10 essential PC peripherals
19th Jul 2007 | 23:00
The best add-ons and upgrades for your computer
Ah, the humble PC.
It truly is a modern Jack of all trades. But as much as you can do with your basic off-the-shelf desktop or notebook, there's lots of stuff it can't do. Or can't do well.
So here we've listed our 10 favourite treats for your PC. These add-ons and upgrades will transform your computer from simply being Jack, to being master.
Some are practical, some are fun, some are groundbreaking, and some are simply indulgent. But all 10 of these products are great at what they do, and none of them will break the bank.
The prices listed are average street prices; for our full review of each of our top 10 PC essentials, click on the product name.
5.1 speakers. £200. What does it do? Brings 5.1 surround sound output to your PC, getting over one of the major problems of multi-speaker setups by having wireless rear speakers. Why would you buy? Because every single person who has ever bought a 5.1 speaker system has thought it was great until they had to figure out how to trail wires around the room to the rear speakers. In addition, sound quality is strong for PC speakers and the Z-5450 set look impressive too.
Graphics tablet. £65. What does it do? Allows you to ditch your mouse - and theoretically even your keyboard - and use a tablet and pen combination instead to control your PC. Why would you buy? Despite its quirky name, this graphics tablet is one of the most elegant and serious alternatives yet to the mouse/keyboard ergonomic nightmare. If you're worried about RSI, it's worth the learning curve.
USB security computer. £95. What does it do? It's a Linux-based computer on a USB stick that takes over your computer's entire security needs, freeing up a huge chunk of system resources. Why would you buy? If you want to slow down even the fastest PC, install a complete security suite on it. The Pico takes that burden away, using all its own resources for security so you don't have to use any of yours. Speed and security receive a boost.
Media-burning software. £40. What does it do? Takes the pain out of creating all kinds of optical media, whether audio, video or data. Comes with loads of its own transitions, menus, backgrounds etc. Why would you buy? Think of how many times you're going to use your computer's CD- or DVD-burner in the next 12 months. Now imagine each time being quick, painless and successful - no matter what's going on the disc. That's Easy Media Creator 9. It's the only piece of software that's so practical, so useful and so affordable that it pushed its way into this list of hardware.
Graphics card. £130. What does it do? Gives your PC's graphics a boost over integrated solutions, allowing you to play recent games at decent settings. Is compatible with DirectX10, the graphics standard of Windows Vista. Why would you buy? It makes sense to have an up-to-date DX10-compatible graphics card for when Vista finally gets its drivers sorted out. It also delivers strong mid-range performance for anyone not willing to shell out for a top-end card. More on page 2...

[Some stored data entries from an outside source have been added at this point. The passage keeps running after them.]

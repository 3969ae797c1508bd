use serde::{Deserialize, Serialize};
use std::fmt;
use url::Url;

#[derive(Debug, Clone, Copy, PartialEq, Eq, Serialize, Deserialize)]
#[serde(rename_all = "UPPERCASE")]
pub enum Method {
    Get,
    Post,
    Put,
    Delete,
}

impl Method {
    pub fn as_str(&self) -> &'static str {
        match self {
            Method::Get => "GET",
            Method::Post => "POST",
            Method::Put => "PUT",
            Method::Delete => "DELETE",
        }
    }
}

impl fmt::Display for Method {
    fn fmt(&self, f: &mut fmt::Formatter<'_>) -> fmt::Result {
        f.write_str(self.as_str())
    }
}

/// Description of the outbound call a pipeline wants the dispatch gate to make.
///
/// A `Radar` can only be built with a method and a parsed URL, so an envelope
/// either carries a complete descriptor or none at all.
#[derive(Debug, Clone, PartialEq, Serialize, Deserialize)]
pub struct Radar {
    pub method: Method,
    pub url: Url,
    pub headers: Vec<(String, String)>,
    pub body: String,
}

impl Radar {
    pub fn new(method: Method, url: Url) -> Self {
        Self {
            method,
            url,
            headers: Vec::new(),
            body: String::new(),
        }
    }

    pub fn header(mut self, name: impl Into<String>, value: impl Into<String>) -> Self {
        self.headers.push((name.into(), value.into()));
        self
    }

    pub fn body(mut self, body: impl Into<String>) -> Self {
        self.body = body.into();
        self
    }
}

/// Raw answer from the gateway, as handed back by the transport.
#[derive(Debug, Clone, PartialEq, Serialize, Deserialize)]
pub struct Response {
    pub status: u16,
    pub headers: Vec<(String, String)>,
    pub body: String,
}

impl Response {
    pub fn new(status: u16, body: impl Into<String>) -> Self {
        Self {
            status,
            headers: Vec::new(),
            body: body.into(),
        }
    }

    pub fn is_success(&self) -> bool {
        (200..300).contains(&self.status)
    }

    /// Case-insensitive header lookup.
    pub fn header(&self, name: &str) -> Option<&str> {
        self.headers
            .iter()
            .find(|(k, _)| k.eq_ignore_ascii_case(name))
            .map(|(_, v)| v.as_str())
    }
}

External hard drive. £100. What does it do? Significantly boosts your available storage, without requiring you to fit a new drive inside your PC. Why would you buy? Large media collections can eat up storage space. The DriveStation is an affordable and effective way to give yourself more room - up to 1.5TB more - in a portable form.
PC steering wheel. £150. What does it do? Turns any driving game into a brilliantly realistic experience, complete with gearshift and pedals. Looks amazing. Why would you buy? Well, you'd have to be serious about your driving games to warrant spending this kind of money. But if you are, you simply won't find a better setup for anywhere near the same price. And it looks simply spectacular.

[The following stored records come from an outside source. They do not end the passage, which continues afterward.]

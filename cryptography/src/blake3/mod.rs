//! BLAKE3 implementation of the `Hasher` trait.
//!
//! Shipped to demonstrate that tree hash computations are independent of the underlying primitive.
//! Enable the `parallel-blake3` feature to let large updates use multiple threads.

use crate::{utils::hex, Error, Hasher};
use ::blake3::Hasher as IBlake3;
use rand::{CryptoRng, Rng};
use std::{
    fmt::{Debug, Display},
    ops::Deref,
};

const DIGEST_LENGTH: usize = ::blake3::OUT_LEN;

/// Generate a BLAKE3 digest from a message.
pub fn hash(message: &[u8]) -> Digest {
    Digest::from(*::blake3::hash(message).as_bytes())
}

/// BLAKE3 hasher.
#[derive(Debug)]
pub struct Blake3 {
    hasher: IBlake3,
}

impl Default for Blake3 {
    fn default() -> Self {
        Self::new()
    }
}

impl Clone for Blake3 {
    fn clone(&self) -> Self {
        Self::default()
    }
}

impl Hasher for Blake3 {
    type Digest = Digest;

    fn new() -> Self {
        Self {
            hasher: IBlake3::new(),
        }
    }

    fn update(&mut self, message: &[u8]) {
        #[cfg(not(feature = "parallel-blake3"))]
        self.hasher.update(message);

        #[cfg(feature = "parallel-blake3")]
        self.hasher.update_rayon(message);
    }

    fn finalize(&mut self) -> Self::Digest {
        let digest = Digest::from(*self.hasher.finalize().as_bytes());
        self.hasher.reset();
        digest
    }

    fn reset(&mut self) {
        self.hasher.reset();
    }

    fn random<R: Rng + CryptoRng>(rng: &mut R) -> Self::Digest {
        let mut digest = [0u8; DIGEST_LENGTH];
        rng.fill_bytes(&mut digest);
        Self::Digest::from(digest)
    }

    fn hash(message: &[u8]) -> Self::Digest {
        hash(message)
    }
}

/// Digest of a BLAKE3 hashing operation.
#[derive(Clone, Copy, Eq, PartialEq, Ord, PartialOrd, Hash)]
#[repr(transparent)]
pub struct Digest([u8; DIGEST_LENGTH]);

impl crate::Digest for Digest {
    const SIZE: usize = DIGEST_LENGTH;
}

impl From<[u8; DIGEST_LENGTH]> for Digest {
    fn from(value: [u8; DIGEST_LENGTH]) -> Self {
        Self(value)
    }
}

impl TryFrom<&[u8]> for Digest {
    type Error = Error;
    fn try_from(value: &[u8]) -> Result<Self, Self::Error> {
        let array: [u8; DIGEST_LENGTH] = value
            .try_into()
            .map_err(|_| Error::InvalidDigestLength(DIGEST_LENGTH, value.len()))?;
        Ok(Self(array))
    }
}

impl AsRef<[u8]> for Digest {
    fn as_ref(&self) -> &[u8] {
        &self.0
    }
}

impl Deref for Digest {
    type Target = [u8];
    fn deref(&self) -> &[u8] {
        &self.0
    }
}

impl Debug for Digest {
    fn fmt(&self, f: &mut std::fmt::Formatter<'_>) -> std::fmt::Result {
        write!(f, "{}", hex(&self.0))
    }
}

impl Display for Digest {
    fn fmt(&self, f: &mut std::fmt::Formatter<'_>) -> std::fmt::Result {
        write!(f, "{}", hex(&self.0))
    }
}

Inkjet printer. £85. What does it do? It's a hybrid five-ink printer that does a great job with photos and documents. Why would you buy? Once you've bought a printer, there are three things that make a difference: quality, speed and cost. And in all three areas the iP5300 outdoes its main rivals, making it a great all-rounder that will meet all your printing needs.
Cooling. £30. What does it do? Quite simply, it keeps your motherboard from getting too hot. Why would you buy? Even at this price, it may seem overkill for many casual users, and perhaps it is. But if your computer does a lot of work, you need to make sure it remains well ventilated. If you're looking at some of the other items on this list, you should look at this too.
Sound card. £60. What does it do? Improves significantly on your computer's on-board sound, and adds the possibility of up to 7.1 audio. Why would you buy? This isn't a card for serious audio creation, or perhaps even hardcore gamers. But if you've never had a separate sound card, the cost is a small price to pay for the noticeable improvement to the audio your PC produces. Gives you significantly improved control over your audio too.